The betrayal started fast. The night before my grandmother’s funeral, I stayed at my mom’s house. Tobias stayed at my apartment with 6 month old Audrey. I found out the next day that he brought a 16 year old girl into my bed while my baby was in a playpen right at the foot of it. I kicked him out, but eventually because I was a broke 19 year old and scared of my sketchy neighbors, I agreed to move into his parents' house to try again.
That January, I found out he had secretly bought a bus ticket to Alberta to abandon us. When I confronted him while Audrey was in her crib, he snapped. He cornered me in the bathroom, screaming in my face. When I pushed past him to grab the baby and leave, he ran to the kitchen and grabbed a knife. He charged at the bedroom door while I was holding our daughter. His own father, Samuel, had to tackle him to the ground and wrestle the knife away from his own son.
Tobias fled to Alberta, but I eventually paid for his bus ticket back so he could be there for her first birthday. Another mistake. We met at a store, and when I refused to let him sleep over, he looked at our one year old in her stroller and told her, "You’re probably not even mine, your mother is a slut".
He then retaliated by calling CPS on me with fake drug allegations. I passed every test, but in the court battle that followed, it came out that Tobias had his own history of allegations involving the assault of a minor. I fought for supervised visits. Eventually, my daughter started "white knuckle" clutching me and screaming whenever she had to go. She started showing behaviors no toddler should know, and when I asked where she learned it, she said it was what her dad did on their "adventures".
The final physical straw was when we met in public for a child support payment and he pushed me off a curb, causing an injury that landed me a one year restraining order. But the actual final interaction was on her 3rd birthday. Audrey’s sister was in the hospital, and I texted Tobias to tell him it would be nice if he called her. When he called, I put him on speaker so she could hear him. He didn't even say happy birthday. He just snapped, "I don’t have time for this stupid shit, let’s make this quick". My 3 year old heard that and just started sobbing.

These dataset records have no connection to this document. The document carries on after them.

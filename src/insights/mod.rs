//! The ten insight queries over the sales table.
//!
//! Each insight is a group-by plus an aggregation, computed independently.
//! Insights that need a derived column (`Year`, `Discount`, ...) take the
//! table mutably and add it on first use.

pub mod calendar;
pub mod derive;
pub mod discount;
pub mod group;
pub mod sales;
pub mod subcategory;

pub use calendar::*;
pub use discount::*;
pub use sales::*;
pub use subcategory::*;
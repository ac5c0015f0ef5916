//! Segment sales broken down by year and month (insights 6 and 9).

use crate::domain::{Column, SalesTable};
use crate::error::InsightError;
use crate::insights::derive::{ensure_month, ensure_year};
use crate::insights::group::{sum_by, values_by};
use crate::math::{mean, median};

/// Total sales of one segment in one year.
#[derive(Debug, Clone, PartialEq)]
pub struct YearSegmentTotal {
    pub year: i32,
    pub segment: String,
    pub total: f64,
}

/// Insight 6: total sales per `(Year, Segment)`, ordered by year then segment.
pub fn sales_by_year_segment(table: &mut SalesTable) -> Result<Vec<YearSegmentTotal>, InsightError> {
    table.require(&[Column::DataOrder, Column::Segment, Column::SalesValue])?;
    ensure_year(table)?;

    let totals = sum_by(&table.records, |r| Some((r.year?, r.segment.clone()?)));
    Ok(totals
        .into_iter()
        .map(|((year, segment), total)| YearSegmentTotal { year, segment, total })
        .collect())
}

/// Sum, mean and median of one segment's sales in one month.
#[derive(Debug, Clone, PartialEq)]
pub struct MonthlySegmentStats {
    pub year: i32,
    pub month: u32,
    pub segment: String,
    pub sum: f64,
    pub mean: f64,
    pub median: f64,
}

/// Insight 9: sum/mean/median per `(Year, Month, Segment)`.
pub fn monthly_segment_stats(table: &mut SalesTable) -> Result<Vec<MonthlySegmentStats>, InsightError> {
    table.require(&[Column::DataOrder, Column::Segment, Column::SalesValue])?;
    ensure_year(table)?;
    ensure_month(table)?;

    let groups = values_by(&table.records, |r| Some((r.year?, r.month?, r.segment.clone()?)));
    Ok(groups
        .into_iter()
        .filter_map(|((year, month, segment), values)| {
            Some(MonthlySegmentStats {
                year,
                month,
                segment,
                sum: values.iter().sum(),
                mean: mean(&values)?,
                median: median(&values)?,
            })
        })
        .collect())
}

/// Distinct years in `stats`, ascending (one chart facet each).
pub fn years(stats: &[MonthlySegmentStats]) -> Vec<i32> {
    let mut years: Vec<i32> = stats.iter().map(|s| s.year).collect();
    years.dedup();
    years
}
//! Discount tier simulation (insights 7 and 8).
//!
//! Rule: sales strictly above the threshold get 15% off, everything else 10%.

use crate::domain::{PREMIUM_DISCOUNT, SalesTable};
use crate::error::InsightError;
use crate::insights::derive::{ensure_discount, ensure_discounted_value};
use crate::math::{mean, round_to};

/// Row counts per discount tier.
#[derive(Debug, Clone, Copy, PartialEq)]
pub struct DiscountTally {
    pub threshold: f64,
    /// Rows at 10%.
    pub standard: usize,
    /// Rows at 15%.
    pub premium: usize,
}

impl DiscountTally {
    pub fn total(&self) -> usize {
        self.standard + self.premium
    }
}

/// Insight 7: how many sales would receive each discount tier?
pub fn simulate_discount(table: &mut SalesTable, threshold: f64) -> Result<DiscountTally, InsightError> {
    ensure_discount(table, threshold)?;
    let premium = table
        .records
        .iter()
        .filter(|r| r.discount == Some(PREMIUM_DISCOUNT))
        .count();
    Ok(DiscountTally {
        threshold,
        standard: table.row_count() - premium,
        premium,
    })
}

/// Mean sale of the 15% tier before and after the discount.
#[derive(Debug, Clone, Copy, PartialEq)]
pub struct DiscountAverages {
    pub rows: usize,
    /// Rounded to 2 decimal places.
    pub before: f64,
    /// Rounded to 2 decimal places.
    pub after: f64,
}

/// Insight 8: average `Sales_Value` of the 15% tier before and after discount.
pub fn discount_averages(table: &mut SalesTable, threshold: f64) -> Result<DiscountAverages, InsightError> {
    ensure_discounted_value(table, threshold)?;

    let (before, after): (Vec<f64>, Vec<f64>) = table
        .records
        .iter()
        .filter(|r| r.discount == Some(PREMIUM_DISCOUNT))
        .filter_map(|r| Some((r.sales_value?, r.sales_value_discount?)))
        .unzip();

    let (Some(mean_before), Some(mean_after)) = (mean(&before), mean(&after)) else {
        return Err(InsightError::NoMatchingRows(format!(
            "no sales above {threshold} receive the 15% discount"
        )));
    };

    Ok(DiscountAverages {
        rows: before.len(),
        before: round_to(mean_before, 2),
        after: round_to(mean_after, 2),
    })
}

Fast forward to now. I found out Audrey, now 15, has been talking to him on Facebook behind my back. I messaged him on Facebook and Instagram to tell him that if he wants a relationship with her, he has to have a conversation with me first so I can set boundaries. I also told Audrey she couldn't speak with him until he spoke with me. She relayed this to him and told him to message her after he talked to me.
He refused. He told her that he will not be speaking with me because he is in a happy relationship and he doesn't need my "manipulative behavior and toxicity" around him. He said he has no interest in getting back together so there is no need to speak.
He claims that because he is her biological parent, he has an absolute right to talk to her whenever he wants without my oversight. My family thinks I’m being a bit much and that "just texting" is fine, but I feel like I’m the only one who remembers the knife, the "adventures," and him making his own toddler cry on her birthday.
AITA for setting boundaries and am I overreacting?